(What to produce):
Find the string "Result" in the data, then copy every line where it is found.

-------- Information --------

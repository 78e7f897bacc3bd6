//! # MQTT Broker Session
//!
//! Everything between the control loop and the cloud broker: the
//! mutual-TLS credential set, the wire link, and the connected/disconnected
//! session lifecycle with its reconnect loop.
//!
//! ```text
//! mqtt/
//! ├── config.rs   - Broker endpoint, client id, topics, certificate paths
//! ├── tls.rs      - Credential set and rustls transport
//! ├── link.rs     - BrokerLink trait and the rumqttc implementation
//! ├── message.rs  - Inbound message and the MessageHandler callback
//! └── session.rs  - Session state machine, reconnect policy, publish
//! ```
//!
//! Outbound: `MqttSession::publish` → `BrokerLink::publish` → TLS socket.
//! Inbound: TLS socket → `BrokerLink::poll` → `MqttSession::service` →
//! `MessageHandler::on_message`, synchronously and in delivery order.

pub mod config;
pub mod link;
pub mod message;
pub mod session;
pub mod tls;

pub use config::{MqttConfig, TlsConfig};
pub use link::{BrokerLink, RumqttLink};
pub use message::{InboundMessage, MessageHandler};
pub use session::{ConnectionState, MqttSession, SessionError, SessionStatus};
pub use tls::TlsCredentials;
use std::io;
use std::path::{Path, PathBuf};
use tracing::debug;

#[derive(Debug, thiserror::Error)]
pub enum SensorError {
    #[error("Failed to read analog channel {channel}: {source}")]
    Read {
        channel: u8,
        #[source]
        source: io::Error,
    },

    #[error("Analog channel {channel} returned unparsable value '{value}'")]
    Parse { channel: u8, value: String },
}

/// Raw analog-to-digital reads by channel index.
pub trait AnalogInput {
    fn read_raw(&mut self, channel: u8) -> Result<u16, SensorError>;
}

/// ADC exposed through the Linux Industrial I/O sysfs interface.
///
/// Channel `n` is read from `<device>/in_voltage<n>_raw`.
#[derive(Clone, Debug)]
pub struct IioAdc {
    device: PathBuf,
}

impl IioAdc {
    pub const DEFAULT_DEVICE: &'static str = "/sys/bus/iio/devices/iio:device0";

    pub fn new(device: impl Into<PathBuf>) -> Self {
        Self {
            device: device.into(),
        }
    }

    pub fn device(&self) -> &Path {
        &self.device
    }

    fn channel_path(&self, channel: u8) -> PathBuf {
        self.device.join(format!("in_voltage{}_raw", channel))
    }
}

impl AnalogInput for IioAdc {
    fn read_raw(&mut self, channel: u8) -> Result<u16, SensorError> {
        let path = self.channel_path(channel);
        let content =
            std::fs::read_to_string(&path).map_err(|source| SensorError::Read { channel, source })?;
        let value = content.trim();
        debug!("{} = {}", path.display(), value);
        value.parse().map_err(|_| SensorError::Parse {
            channel,
            value: value.to_string(),
        })
    }
}
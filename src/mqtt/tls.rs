//! Credential set for the mutually authenticated broker connection.
//!
//! The three PEM blobs are handed to rustls untouched. Nothing here parses or
//! validates them: a broken certificate only shows up as a failed connection
//! attempt, the same way an unreachable broker does.

use color_eyre::{eyre::eyre, Result};
use rumqttc::Transport;
use std::fmt;
use tracing::{debug, info};

use super::config::TlsConfig;

#[derive(Clone, PartialEq, Eq)]
pub struct TlsCredentials {
    root_ca: Vec<u8>,
    client_cert: Vec<u8>,
    client_key: Vec<u8>,
}

impl TlsCredentials {
    /// Stores the credentials for later connection attempts.
    pub fn configure(
        root_ca: impl Into<Vec<u8>>,
        client_cert: impl Into<Vec<u8>>,
        client_key: impl Into<Vec<u8>>,
    ) -> Self {
        Self {
            root_ca: root_ca.into(),
            client_cert: client_cert.into(),
            client_key: client_key.into(),
        }
    }

    /// Reads the three PEM files named in the configuration.
    pub async fn load(config: &TlsConfig) -> Result<Self> {
        info!("Loading TLS credentials");

        let root_ca = tokio::fs::read(&config.root_ca).await.map_err(|e| {
            eyre!(
                "Failed to read root CA {}: {}",
                config.root_ca.display(),
                e
            )
        })?;
        let client_cert = tokio::fs::read(&config.client_cert).await.map_err(|e| {
            eyre!(
                "Failed to read client certificate {}: {}",
                config.client_cert.display(),
                e
            )
        })?;
        let client_key = tokio::fs::read(&config.client_key).await.map_err(|e| {
            eyre!(
                "Failed to read client key {}: {}",
                config.client_key.display(),
                e
            )
        })?;

        let credentials = Self::configure(root_ca, client_cert, client_key);
        debug!("Loaded {:?}", credentials);
        Ok(credentials)
    }

    /// Builds the rustls transport used for a single connection attempt.
    pub fn transport(&self) -> Transport {
        Transport::tls(
            self.root_ca.clone(),
            Some((self.client_cert.clone(), self.client_key.clone())),
            None,
        )
    }
}

// Never print key material.
impl fmt::Debug for TlsCredentials {
    fn fmt(&self, f: &mut fmt::Formatter<'_>) -> fmt::Result {
        f.debug_struct("TlsCredentials")
            .field("root_ca_bytes", &self.root_ca.len())
            .field("client_cert_bytes", &self.client_cert.len())
            .field("client_key_bytes", &self.client_key.len())
            .finish()
    }
}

--------

(Written answer):
    fn read_raw(&mut self, channel: u8) -> Result<u16, SensorError>;
    fn read_raw(&mut self, channel: u8) -> Result<u16, SensorError> {
use color_eyre::{eyre::eyre, Result};
    pub async fn load(config: &TlsConfig) -> Result<Self> {
    fn fmt(&self, f: &mut fmt::Formatter<'_>) -> fmt::Result {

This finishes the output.